Instructions to follow
Set down, exactly and in full, the line holding "for row in 0..7" and all the lines after it until the listing ends, and nothing else.

○ ○ ○ ○ ○

use std::{collections::HashMap, io::Write};

use anyhow::{Context, Result as AnyResult};
use hex_voyage_core::OffsetCoord;
use hex_voyage_rendering::{RenderingBackend, Scene, SceneCard, SceneTile};

/// Presents scenes as plain text frames.
///
/// The map is drawn one board row per line. Odd columns are raised half a
/// step, so read `(c, r)` and `(c+1, r)` as touching for odd `c+1`.
#[derive(Debug)]
pub(crate) struct TextBackend<W> {
    out: W,
}

impl<W: Write> TextBackend<W> {
    pub(crate) fn new(out: W) -> Self {
        Self { out }
    }

    #[cfg(test)]
    fn into_inner(self) -> W {
        self.out
    }
}

impl<W: Write> RenderingBackend for TextBackend<W> {
    fn present(&mut self, scene: &Scene) -> AnyResult<()> {
        let frame = render_frame(scene);
        self.out
            .write_all(frame.as_bytes())
            .and_then(|()| self.out.flush())
            .context("failed to write text frame")
    }
}

fn render_frame(scene: &Scene) -> String {
    let mut frame = format!("== Turn {} ==\n", scene.turn);
    let ship = &scene.ship;
    frame.push_str(&format!(
        "Ship at ({}, {})  Moves {}/{}  Actions {}/{}  Combat {}\n",
        ship.coord.column(),
        ship.coord.row(),
        ship.moves_left,
        ship.speed,
        ship.actions_left,
        ship.actions,
        ship.combat
    ));
    frame.push_str(&format!("Cards: {}\n", card_list(&ship.cards)));
    frame.push_str(&render_map(&scene.tiles));

    if let Some(panel) = &scene.selected {
        frame.push_str(&format!(
            "Selected #{} {}  distance {}{}\n",
            panel.tile.get(),
            panel.name,
            panel.distance_to_ship,
            if panel.can_move_ship_here {
                "  [move ship here]"
            } else {
                ""
            }
        ));
        frame.push_str(&format!("  Cards: {}\n", card_list(&panel.cards)));
    }
    frame
}

fn card_list(cards: &[SceneCard]) -> String {
    if cards.is_empty() {
        return "none".to_owned();
    }
    cards
        .iter()
        .map(|card| {
            if card.labels.is_empty() {
                format!("[{}] {}", card.id.get(), card.name)
            } else {
                format!(
                    "[{}] {} ({})",
                    card.id.get(),
                    card.name,
                    card.labels.join(", ")
                )
            }
        })
        .collect::<Vec<_>>()
        .join("; ")
}

fn render_map(tiles: &[SceneTile]) -> String {
    let Some(columns) = tiles.iter().map(|tile| tile.coord.column()).max() else {
        return "(no map)\n".to_owned();
    };
    let rows = tiles
        .iter()
        .map(|tile| tile.coord.row())
        .max()
        .unwrap_or_default();
    let by_coord: HashMap<OffsetCoord, &SceneTile> =
        tiles.iter().map(|tile| (tile.coord, tile)).collect();

    let mut map = String::new();
    for row in 0..=rows {
        let line: Vec<char> = (0..=columns)
            .map(|column| {
                by_coord
                    .get(&OffsetCoord::new(column, row))
                    .map_or(' ', |tile| glyph(tile))
            })
            .collect();
        map.push_str(&line.iter().map(char::to_string).collect::<Vec<_>>().join(" "));
        map.push('\n');
    }
    map
}

fn glyph(tile: &SceneTile) -> char {
    if tile.ship_here {
        '@'
    } else if tile.selected {
        '*'
    } else if tile.focused {
        '?'
    } else if tile.in_range {
        '+'
    } else if tile.card_count > 0 {
        '#'
    } else {
        '.'
    }
}
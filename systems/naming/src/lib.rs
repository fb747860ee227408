#![deny(
    unsafe_code,
    missing_docs,
    dead_code,
    unused_results,
    non_snake_case,
    unreachable_pub
)]

//! Deterministic naming system that gives every generated tile a place name.

use hex_voyage_core::{NameSource, OffsetCoord};
use rand::{seq::SliceRandom, Rng, SeedableRng};
use rand_chacha::ChaCha8Rng;

const SYLLABLES: &[&str] = &[
    "ka", "vel", "tor", "an", "mir", "zu", "ori", "eth", "sol", "dra", "ny", "qua", "ren", "is",
    "bel", "os", "tha", "cor", "lu", "vex",
];

const FEATURES: &[&str] = &[
    "Reach", "Drift", "Expanse", "Shoals", "Nebula", "Gate", "Deep", "Verge", "Hollow", "Belt",
];

const MIN_SYLLABLES: usize = 2;
const MAX_SYLLABLES: usize = 3;

/// Configuration parameters required to construct the naming system.
#[derive(Clone, Copy, Debug, PartialEq, Eq)]
pub struct Config {
    rng_seed: u64,
}

impl Config {
    /// Creates a new configuration using the provided seed.
    #[must_use]
    pub const fn new(rng_seed: u64) -> Self {
        Self { rng_seed }
    }

    /// Seed used by the generator.
    #[must_use]
    pub const fn rng_seed(&self) -> u64 {
        self.rng_seed
    }
}

/// Procedural place names built from syllable tables.
///
/// Two generators created from the same seed produce the same sequence.
#[derive(Clone, Debug)]
pub struct ProceduralNames {
    rng: ChaCha8Rng,
}

impl ProceduralNames {
    /// Creates a generator seeded from the configuration.
    #[must_use]
    pub fn new(config: Config) -> Self {
        Self {
            rng: ChaCha8Rng::seed_from_u64(config.rng_seed),
        }
    }

    /// Produces the next name in the sequence.
    pub fn generate(&mut self) -> String {
        let count = self.rng.gen_range(MIN_SYLLABLES..=MAX_SYLLABLES);
        let mut stem = String::new();
        for _ in 0..count {
            if let Some(syllable) = SYLLABLES.choose(&mut self.rng) {
                stem.push_str(syllable);
            }
        }

        let mut name = capitalize(&stem);
        if self.rng.gen_bool(0.6) {
            if let Some(feature) = FEATURES.choose(&mut self.rng) {
                name.push(' ');
                name.push_str(feature);
            }
        }
        name
    }
}

impl NameSource for ProceduralNames {
    fn next_name(&mut self, _coord: OffsetCoord) -> String {
        self.generate()
    }
}

fn capitalize(word: &str) -> String {
    let mut chars = word.chars();
    match chars.next() {
        Some(first) => first.to_uppercase().chain(chars).collect(),
        None => String::new(),
    }
}

#[cfg(test)]
mod tests {
    use super::*;

    #[test]
    fn same_seed_yields_same_names() {
        let mut first = ProceduralNames::new(Config::new(7));
        let mut second = ProceduralNames::new(Config::new(7));
        for _ in 0..50 {
            assert_eq!(first.generate(), second.generate());
        }
    }

    #[test]
    fn different_seeds_diverge() {
        let mut first = ProceduralNames::new(Config::new(1));
        let mut second = ProceduralNames::new(Config::new(2));
        let first_names: Vec<String> = (0..20).map(|_| first.generate()).collect();
        let second_names: Vec<String> = (0..20).map(|_| second.generate()).collect();
        assert_ne!(first_names, second_names);
    }

    #[test]
    fn names_are_capitalised_and_never_empty() {
        let mut names = ProceduralNames::new(Config::new(0x5eed));
        for column in 0..9 {
            for row in 0..7 {
                let name = names.next_name(OffsetCoord::new(column, row));
                assert!(!name.trim().is_empty());
                assert!(name.chars().next().is_some_and(char::is_uppercase), "{name}");
            }
        }
    }

    #[test]
    fn capitalize_handles_empty_input() {
        assert_eq!(capitalize(""), "");
        assert_eq!(capitalize("vex"), "Vex");
    }
}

○ ○ ○ ○ ○

Solution to the problem
            for row in 0..7 {
                let name = names.next_name(OffsetCoord::new(column, row));
                assert!(!name.trim().is_empty());
                assert!(name.chars().next().is_some_and(char::is_uppercase), "{name}");
            }
        }
    }

    #[test]
    fn capitalize_handles_empty_input() {
        assert_eq!(capitalize(""), "");
        assert_eq!(capitalize("vex"), "Vex");
    }
}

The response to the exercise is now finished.